#### REQUIRED WORK
The full set of records must be returned exactly, character for character.

=-=-=-=-=

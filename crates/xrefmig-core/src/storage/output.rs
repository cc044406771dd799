use std::fs;
use std::path::{Path, PathBuf};

use crate::batch::BatchKey;
use crate::error::Result;

pub const TRANSFER_LIST_FILE: &str = "transfer_list.tsv";
pub const FAILED_DOI_FILE: &str = "failed_doi.txt";

/// Destination directory for deposit documents and ledger files.
/// Every write replaces the previous file content.
#[derive(Debug, Clone)]
pub struct OutputDir {
    root: PathBuf,
}

impl OutputDir {
    pub fn create(root: impl Into<PathBuf>) -> Result<Self> {
        let root = root.into();
        fs::create_dir_all(&root)?;
        Ok(Self { root })
    }

    pub fn root(&self) -> &Path {
        &self.root
    }

    pub fn batch_path(&self, key: &BatchKey) -> PathBuf {
        self.root.join(batch_file_name(key))
    }

    pub fn write_batch(&self, key: &BatchKey, xml: &str) -> Result<PathBuf> {
        let path = self.batch_path(key);
        fs::write(&path, xml)?;
        Ok(path)
    }

    pub fn write_transfer_list(&self, lines: &[String]) -> Result<PathBuf> {
        self.write_lines(TRANSFER_LIST_FILE, lines)
    }

    pub fn write_failures(&self, dois: &[String]) -> Result<PathBuf> {
        self.write_lines(FAILED_DOI_FILE, dois)
    }

    fn write_lines(&self, name: &str, lines: &[String]) -> Result<PathBuf> {
        let path = self.root.join(name);
        fs::write(&path, lines.join("\n"))?;
        Ok(path)
    }
}

/// `<volume>-<issue>-articles.xml`, with path-hostile characters replaced.
pub fn batch_file_name(key: &BatchKey) -> String {
    format!(
        "{}-{}-articles.xml",
        sanitize(&key.volume),
        sanitize(&key.issue)
    )
}

fn sanitize(part: &str) -> String {
    part.chars()
        .map(|c| match c {
            '/' | '\\' | ':' | '*' | '?' | '"' | '<' | '>' | '|' => '_',
            c if c.is_control() => '_',
            c => c,
        })
        .collect()
}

=-=-=-=-=

#### TASK ANSWER
filename crates/xrefmig-core/src/storage/output.rs
repository cc044406771dd799
use std::fs;
use std::path::{Path, PathBuf};

use crate::batch::BatchKey;
use crate::error::Result;

pub const TRANSFER_LIST_FILE: &str = "transfer_list.tsv";
pub const FAILED_DOI_FILE: &str = "failed_doi.txt";

/// Destination directory for deposit documents and ledger files.
/// Every write replaces the previous file content.
#[derive(Debug, Clone)]
pub struct OutputDir {
    root: PathBuf,
}

impl OutputDir {
    pub fn create(root: impl Into<PathBuf>) -> Result<Self> {
        let root = root.into();
        fs::create_dir_all(&root)?;
        Ok(Self { root })
    }

    pub fn root(&self) -> &Path {
        &self.root
    }

    pub fn batch_path(&self, key: &BatchKey) -> PathBuf {
        self.root.join(batch_file_name(key))
    }

    pub fn write_batch(&self, key: &BatchKey, xml: &str) -> Result<PathBuf> {
        let path = self.batch_path(key);
        fs::write(&path, xml)?;
        Ok(path)
    }

    pub fn write_transfer_list(&self, lines: &[String]) -> Result<PathBuf> {
        self.write_lines(TRANSFER_LIST_FILE, lines)
    }

    pub fn write_failures(&self, dois: &[String]) -> Result<PathBuf> {
        self.write_lines(FAILED_DOI_FILE, dois)
    }

    fn write_lines(&self, name: &str, lines: &[String]) -> Result<PathBuf> {
        let path = self.root.join(name);
        fs::write(&path, lines.join("\n"))?;
        Ok(path)
    }
}

/// `<volume>-<issue>-articles.xml`, with path-hostile characters replaced.
pub fn batch_file_name(key: &BatchKey) -> String {
    format!(
        "{}-{}-articles.xml",
        sanitize(&key.volume),
        sanitize(&key.issue)
    )
}

fn sanitize(part: &str) -> String {
    part.chars()
        .map(|c| match c {
            '/' | '\\' | ':' | '*' | '?' | '"' | '<' | '>' | '|' => '_',
            c if c.is_control() => '_',
            c => c,
        })
        .collect()
}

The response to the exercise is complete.